* **Goal of the exercise**
Find all the lines in the entries below that hold the word "missing" and copy them.

[Saved entries]
________________
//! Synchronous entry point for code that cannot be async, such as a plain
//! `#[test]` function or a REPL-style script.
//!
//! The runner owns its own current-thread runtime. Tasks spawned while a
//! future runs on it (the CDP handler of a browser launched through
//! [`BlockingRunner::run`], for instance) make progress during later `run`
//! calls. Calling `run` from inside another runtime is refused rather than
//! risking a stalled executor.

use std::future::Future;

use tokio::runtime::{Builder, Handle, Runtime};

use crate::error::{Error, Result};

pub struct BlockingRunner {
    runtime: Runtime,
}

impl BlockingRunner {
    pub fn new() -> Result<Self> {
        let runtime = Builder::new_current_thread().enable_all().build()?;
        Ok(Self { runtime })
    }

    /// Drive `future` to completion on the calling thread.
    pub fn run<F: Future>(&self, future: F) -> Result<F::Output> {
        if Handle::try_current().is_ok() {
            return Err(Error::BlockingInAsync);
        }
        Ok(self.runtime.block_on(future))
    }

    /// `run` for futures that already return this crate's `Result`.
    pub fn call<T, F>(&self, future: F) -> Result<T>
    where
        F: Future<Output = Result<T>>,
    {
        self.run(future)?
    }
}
________________
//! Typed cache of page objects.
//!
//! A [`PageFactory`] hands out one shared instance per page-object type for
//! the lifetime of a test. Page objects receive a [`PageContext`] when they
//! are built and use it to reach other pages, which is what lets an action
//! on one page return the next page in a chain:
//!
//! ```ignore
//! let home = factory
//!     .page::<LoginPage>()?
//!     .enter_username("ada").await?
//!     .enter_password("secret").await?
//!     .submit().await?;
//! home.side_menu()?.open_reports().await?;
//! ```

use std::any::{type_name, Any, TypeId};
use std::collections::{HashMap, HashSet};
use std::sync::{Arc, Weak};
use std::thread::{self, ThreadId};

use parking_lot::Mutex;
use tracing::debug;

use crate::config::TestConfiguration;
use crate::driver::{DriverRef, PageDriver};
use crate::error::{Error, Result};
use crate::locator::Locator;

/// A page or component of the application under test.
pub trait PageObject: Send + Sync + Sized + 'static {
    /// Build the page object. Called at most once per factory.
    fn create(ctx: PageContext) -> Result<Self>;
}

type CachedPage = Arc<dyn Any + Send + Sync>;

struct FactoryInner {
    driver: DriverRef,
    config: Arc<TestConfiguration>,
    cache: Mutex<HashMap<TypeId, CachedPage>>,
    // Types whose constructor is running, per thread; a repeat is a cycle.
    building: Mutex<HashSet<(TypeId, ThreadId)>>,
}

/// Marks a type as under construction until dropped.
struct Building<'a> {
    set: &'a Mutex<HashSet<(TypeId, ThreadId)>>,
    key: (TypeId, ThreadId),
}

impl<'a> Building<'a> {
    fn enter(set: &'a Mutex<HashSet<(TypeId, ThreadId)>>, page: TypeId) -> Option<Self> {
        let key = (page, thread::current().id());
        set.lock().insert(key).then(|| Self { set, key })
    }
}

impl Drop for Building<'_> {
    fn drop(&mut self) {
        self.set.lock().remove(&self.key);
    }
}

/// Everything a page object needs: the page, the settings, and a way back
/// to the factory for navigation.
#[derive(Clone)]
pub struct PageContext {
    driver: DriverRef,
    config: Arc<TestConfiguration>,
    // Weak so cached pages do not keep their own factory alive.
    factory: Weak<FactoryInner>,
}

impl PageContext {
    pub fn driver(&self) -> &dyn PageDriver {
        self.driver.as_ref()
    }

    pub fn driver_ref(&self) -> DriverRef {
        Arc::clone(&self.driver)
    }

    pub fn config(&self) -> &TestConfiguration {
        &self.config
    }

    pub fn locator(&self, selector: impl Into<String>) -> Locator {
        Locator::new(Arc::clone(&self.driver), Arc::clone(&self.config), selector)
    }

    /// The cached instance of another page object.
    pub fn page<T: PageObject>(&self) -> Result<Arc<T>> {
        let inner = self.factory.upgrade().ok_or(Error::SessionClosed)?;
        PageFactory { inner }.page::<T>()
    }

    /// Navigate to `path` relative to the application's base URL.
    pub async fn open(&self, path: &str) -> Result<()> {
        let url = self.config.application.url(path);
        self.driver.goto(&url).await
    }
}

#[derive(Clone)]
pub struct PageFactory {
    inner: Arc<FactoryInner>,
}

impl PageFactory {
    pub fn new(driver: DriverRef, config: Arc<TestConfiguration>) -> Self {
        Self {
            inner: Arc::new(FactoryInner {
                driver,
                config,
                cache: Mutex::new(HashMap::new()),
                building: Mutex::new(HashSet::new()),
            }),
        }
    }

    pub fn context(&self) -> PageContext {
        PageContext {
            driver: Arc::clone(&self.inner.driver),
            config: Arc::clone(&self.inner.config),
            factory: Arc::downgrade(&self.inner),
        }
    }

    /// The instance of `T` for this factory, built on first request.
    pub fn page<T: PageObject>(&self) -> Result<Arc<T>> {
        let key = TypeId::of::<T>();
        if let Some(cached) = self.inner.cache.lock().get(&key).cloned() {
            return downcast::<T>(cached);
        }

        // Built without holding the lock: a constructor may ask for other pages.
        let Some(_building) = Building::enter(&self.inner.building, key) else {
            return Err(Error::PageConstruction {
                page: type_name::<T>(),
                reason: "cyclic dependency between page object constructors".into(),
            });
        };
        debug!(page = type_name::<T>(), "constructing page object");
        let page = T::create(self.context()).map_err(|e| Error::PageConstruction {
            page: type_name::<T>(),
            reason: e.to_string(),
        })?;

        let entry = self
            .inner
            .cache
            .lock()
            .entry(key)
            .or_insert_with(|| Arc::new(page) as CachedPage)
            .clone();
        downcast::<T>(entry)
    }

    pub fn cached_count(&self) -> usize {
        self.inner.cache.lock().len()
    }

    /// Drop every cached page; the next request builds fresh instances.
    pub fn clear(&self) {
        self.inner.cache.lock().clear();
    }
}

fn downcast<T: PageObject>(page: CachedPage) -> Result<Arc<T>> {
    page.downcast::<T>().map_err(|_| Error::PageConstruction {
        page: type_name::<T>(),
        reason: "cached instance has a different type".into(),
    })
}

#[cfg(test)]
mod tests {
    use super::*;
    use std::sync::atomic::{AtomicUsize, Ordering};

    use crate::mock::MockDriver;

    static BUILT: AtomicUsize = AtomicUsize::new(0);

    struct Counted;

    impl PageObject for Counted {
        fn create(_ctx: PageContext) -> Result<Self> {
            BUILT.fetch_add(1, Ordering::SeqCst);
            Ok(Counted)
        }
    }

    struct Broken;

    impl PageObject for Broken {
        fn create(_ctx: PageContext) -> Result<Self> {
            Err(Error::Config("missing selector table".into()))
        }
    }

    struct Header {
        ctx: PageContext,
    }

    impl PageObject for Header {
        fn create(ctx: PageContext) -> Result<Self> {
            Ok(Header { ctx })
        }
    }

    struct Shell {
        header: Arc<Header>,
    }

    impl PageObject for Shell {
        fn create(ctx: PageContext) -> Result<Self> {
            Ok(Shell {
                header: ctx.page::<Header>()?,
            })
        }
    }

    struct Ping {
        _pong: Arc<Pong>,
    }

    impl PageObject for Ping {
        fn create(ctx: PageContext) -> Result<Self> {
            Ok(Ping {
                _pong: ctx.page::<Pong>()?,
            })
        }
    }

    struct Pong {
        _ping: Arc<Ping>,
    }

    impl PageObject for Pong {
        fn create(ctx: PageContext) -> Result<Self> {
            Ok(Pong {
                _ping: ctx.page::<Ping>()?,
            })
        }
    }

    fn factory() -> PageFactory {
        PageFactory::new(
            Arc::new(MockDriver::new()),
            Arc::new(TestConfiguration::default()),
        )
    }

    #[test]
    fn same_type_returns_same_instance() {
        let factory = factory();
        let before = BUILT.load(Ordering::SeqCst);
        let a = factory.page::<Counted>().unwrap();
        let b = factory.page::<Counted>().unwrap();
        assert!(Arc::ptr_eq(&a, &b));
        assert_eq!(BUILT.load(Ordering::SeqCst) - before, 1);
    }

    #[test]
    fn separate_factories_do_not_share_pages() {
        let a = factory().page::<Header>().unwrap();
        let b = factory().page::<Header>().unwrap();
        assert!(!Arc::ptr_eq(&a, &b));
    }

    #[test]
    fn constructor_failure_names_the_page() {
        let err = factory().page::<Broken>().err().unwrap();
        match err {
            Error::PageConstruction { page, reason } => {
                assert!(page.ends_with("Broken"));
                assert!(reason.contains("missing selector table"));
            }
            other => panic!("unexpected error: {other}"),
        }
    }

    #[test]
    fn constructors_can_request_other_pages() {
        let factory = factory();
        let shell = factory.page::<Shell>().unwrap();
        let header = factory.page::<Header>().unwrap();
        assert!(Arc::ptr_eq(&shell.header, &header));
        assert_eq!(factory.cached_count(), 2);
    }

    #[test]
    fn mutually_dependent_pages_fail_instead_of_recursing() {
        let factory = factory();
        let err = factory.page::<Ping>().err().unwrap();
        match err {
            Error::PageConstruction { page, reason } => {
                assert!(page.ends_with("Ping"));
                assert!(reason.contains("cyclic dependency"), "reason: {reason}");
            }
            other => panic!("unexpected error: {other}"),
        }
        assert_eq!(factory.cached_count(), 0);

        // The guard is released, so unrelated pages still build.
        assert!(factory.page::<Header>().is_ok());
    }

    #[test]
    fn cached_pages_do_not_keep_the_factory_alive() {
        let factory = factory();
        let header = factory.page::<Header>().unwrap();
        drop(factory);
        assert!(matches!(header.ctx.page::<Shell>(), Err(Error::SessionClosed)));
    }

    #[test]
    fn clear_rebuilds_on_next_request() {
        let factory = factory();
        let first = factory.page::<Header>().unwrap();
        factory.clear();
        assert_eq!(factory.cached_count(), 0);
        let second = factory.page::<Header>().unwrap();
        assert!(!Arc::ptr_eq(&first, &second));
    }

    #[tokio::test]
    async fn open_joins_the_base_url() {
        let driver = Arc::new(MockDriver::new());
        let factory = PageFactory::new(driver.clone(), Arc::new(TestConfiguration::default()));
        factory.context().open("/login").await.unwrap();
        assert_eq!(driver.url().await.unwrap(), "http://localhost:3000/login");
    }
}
________________
* **Exercise answer**
            Err(Error::Config("missing selector table".into()))
                assert!(reason.contains("missing selector table"));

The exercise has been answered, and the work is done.